Page 4 of 6
Re: Compressing during the compilation process
Posted: Fri Mar 28, 2014 12:10 am
by White Flame
A big problem of the register machine is that, after a call, you don't know what to expect in your regs. Even if it was a call to 6502 code, it could have itself called another VM code, and override the regs. Using a sliding register window like AcheronVM solves this, but is a source of bloat in RAM usage and VM itself.
It's not a source of memory bloat. If intermediate state needs to be saved, it will take up RAM, full stop. The mechanism by which that happens (manual, vs part of function call semantics, vs automatic allocation in stacks) is kind of irrelevant to the presence of that load on the memory footprint.
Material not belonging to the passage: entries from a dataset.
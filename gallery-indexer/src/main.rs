use std::fs;
use std::path::{Path, PathBuf};

use anyhow::{bail, Context, Result};
use clap::{Arg, ArgAction, Command};
use tracing::{debug, info, warn};
use tracing_subscriber::EnvFilter;
use walkdir::WalkDir;

use gallery_common::validate_compressed_data;
use gallery_core::builder::CollectionBuilder;

/// 页面读取的JSON数据文件名
const JSON_OUTPUT: &str = "extracted_prompts.json";
/// 压缩快照文件名
const SNAPSHOT_OUTPUT: &str = "gallery_index.bin";

// 主函数
fn main() {
    let matches = Command::new("图库数据生成器")
        .version(env!("CARGO_PKG_VERSION"))
        .about("整理评测数据，生成图库页面使用的数据文件")
        .arg(Arg::new("source")
            .short('s')
            .long("source")
            .value_name("SOURCE")
            .help("原始评测数据文件或目录")
            .required(true))
        .arg(Arg::new("output")
            .short('o')
            .long("output")
            .value_name("OUTPUT_DIR")
            .help("数据输出目录路径")
            .required(true))
        .arg(Arg::new("asset_base")
            .short('b')
            .long("asset-base")
            .value_name("URL")
            .help("相对图片地址 (assets/...) 的前缀"))
        .arg(Arg::new("verbose")
            .short('v')
            .long("verbose")
            .help("显示详细信息")
            .action(ArgAction::SetTrue))
        .get_matches();

    let verbose = matches.get_flag("verbose");
    init_tracing(verbose);

    // source 和 output 都是必填参数
    let source = PathBuf::from(matches.get_one::<String>("source").cloned().unwrap_or_default());
    let output = PathBuf::from(matches.get_one::<String>("output").cloned().unwrap_or_default());
    let asset_base = matches.get_one::<String>("asset_base").cloned();

    if let Err(e) = generate(&source, &output, asset_base) {
        eprintln!("错误: 数据生成失败: {:#}", e);
        std::process::exit(1);
    }
}

fn init_tracing(verbose: bool) {
    let default_level = if verbose { "debug" } else { "info" };
    let filter = EnvFilter::try_from_default_env()
        .unwrap_or_else(|_| EnvFilter::new(default_level));
    tracing_subscriber::fmt().with_env_filter(filter).init();
}

// 生成数据文件
fn generate(source: &Path, output: &Path, asset_base: Option<String>) -> Result<()> {
    let start_time = std::time::Instant::now();

    if !source.exists() {
        bail!("源路径不存在: {}", source.display());
    }
    fs::create_dir_all(output)
        .with_context(|| format!("无法创建输出目录 {}", output.display()))?;

    info!(source = %source.display(), output = %output.display(), "开始生成数据");

    let mut builder = match asset_base {
        Some(base) => CollectionBuilder::new().with_asset_base(base),
        None => CollectionBuilder::new(),
    };

    let files = collect_sources(source)?;
    if files.is_empty() {
        bail!("没有找到JSON数据文件");
    }

    let mut skipped_total = 0;
    for file in &files {
        let json = fs::read_to_string(file)
            .with_context(|| format!("无法读取文件 {}", file.display()))?;
        match builder.add_json_array(&json) {
            Ok((added, skipped)) => {
                debug!(file = %file.display(), added, skipped, "文件处理完成");
                skipped_total += skipped;
            }
            Err(e) => warn!(file = %file.display(), error = %e, "跳过无法解析的文件"),
        }
    }

    info!(files = files.len(), items = builder.items().len(), skipped = skipped_total, "扫描完成");

    let json_path = output.join(JSON_OUTPUT);
    let snapshot_path = output.join(SNAPSHOT_OUTPUT);
    builder.save_json(&json_path).context("写入JSON数据失败")?;
    builder.save_snapshot(&snapshot_path).context("写入快照失败")?;

    // 写入后再校验一次快照头部
    let written = fs::read(&snapshot_path)
        .with_context(|| format!("无法读取快照 {}", snapshot_path.display()))?;
    let version = validate_compressed_data(&written).context("快照校验失败")?;

    info!(
        version = %format!("{}.{}", version[0], version[1]),
        elapsed_secs = start_time.elapsed().as_secs_f64(),
        "数据生成完成"
    );
    Ok(())
}

// 单个文件直接返回；目录则递归查找所有 .json 文件
fn collect_sources(source: &Path) -> Result<Vec<PathBuf>> {
    if source.is_file() {
        return Ok(vec![source.to_path_buf()]);
    }

    let mut files = Vec::new();
    for entry in WalkDir::new(source).sort_by_file_name() {
        let entry = entry.context("遍历目录时出错")?;
        let is_json = entry.path().extension().map_or(false, |ext| ext == "json");
        if entry.file_type().is_file() && is_json {
            files.push(entry.into_path());
        }
    }
    Ok(files)
}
Regarding AcheronVM, most of its features actually were 6502 implementation details that I leaked out to useful features the VM itself, meaning that such features happen "for free", like the carry stack and various 8-bit address indexing modes. The additional effect on VM code footprint by having a sliding register window in comparison to stack-based operations or accessing an orthgonally indexed register bank, is likely under a dozen bytes and could be zero depending on your point of reference.
I do think you need to do gain a bit more understanding about the concepts of execution complexity and code representation, and how those affect the real tradeoffs in various approaches (hardcoded, stack-based, register files, etc). There are no silver bullets. However, the particular downsides you back away from may not really affect things much: Because of the low level of abstraction of 6502 code, many of the directions discussed here will be very advantageous regardless of perceived downsides.
One thing that I think is certain, however, is that you will need to perform some major rearchitecting of your project. In my personal opinion, your project does not sound big enough to be fearful of refactoring & porting, so go for it. You will end up raising the abstraction level of your code by most of these techniques, simplifying the authoring processes.
Re: Compressing during the compilation process
Posted: Fri Mar 28, 2014 12:52 am
by barrym95838
Sweet16's 'ADD R0' encodes into a single byte, and does a pretty reasonable 16-bit-wide 'ASL A' ... as you probably already know, the source is widely available and not that hard to custom-tailor to your uses, after you recognize some of Woz's coding quirks. I believe that he was the first to use the 'RTS' dispatch technique on the 6502.
It should even be possible to change his 4/4 op-code/register split to 5/3, should you decide that eight registers are enough (despite Jeff's urging to try it, I can't wrap my aging head around coding for a machine with so many registers).
Re: Compressing during the compilation process
Posted: Fri Mar 28, 2014 2:23 pm
by chitselb
If I ever go as far as using a VM, I'd probably engine my own one instead of using a pre-existing one.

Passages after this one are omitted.